### Collected data:
((
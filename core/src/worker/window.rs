//! Warm-up / measurement boundary shared by every worker

use std::time::{Duration, Instant};

/// Where a finished invocation falls relative to the measured window
#[derive(Debug, Clone, Copy, PartialEq, Eq)]
pub enum SamplePhase {
    /// Started before measurement began; discarded
    WarmUp,
    /// Started and finished inside the window; recorded
    Measured,
    /// Finished after the deadline; discarded
    Late,
}

/// The measured window of one evaluation
///
/// Computed once before any worker is spawned and copied into each of them,
/// so every worker compares against the same immutable boundary.
#[derive(Debug, Clone, Copy, PartialEq, Eq)]
pub struct MeasurementWindow {
    start: Instant,
    end: Instant,
}

impl MeasurementWindow {
    /// Window opening `warm_up` after `origin` and lasting `duration`
    pub fn new(origin: Instant, warm_up: Duration, duration: Duration) -> Self {
        let start = origin + warm_up;
        Self {
            start,
            end: start + duration,
        }
    }

    /// When measured recording begins
    pub fn start(&self) -> Instant {
        self.start
    }

    /// Run deadline
    pub fn end(&self) -> Instant {
        self.end
    }

    /// Whether the deadline has passed
    pub fn is_over(&self) -> bool {
        Instant::now() >= self.end
    }

    /// Time left before the deadline, counted from `from`
    pub fn remaining(&self, from: Instant) -> Duration {
        self.end.saturating_duration_since(from)
    }

    /// Measured time elapsed up to `at`, clamped to the window
    pub fn measured_until(&self, at: Instant) -> Duration {
        at.min(self.end).saturating_duration_since(self.start)
    }

    /// Classify an invocation by its start and finish instants
    pub fn classify(&self, started: Instant, finished: Instant) -> SamplePhase {
        if started < self.start {
            SamplePhase::WarmUp
        } else if finished > self.end {
            SamplePhase::Late
        } else {
            SamplePhase::Measured
        }
    }
}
))
### WHAT TO DO:
State how many lines of the entries above include the string "worker". The reply is that number alone.

### EXERCISE RESULT:
4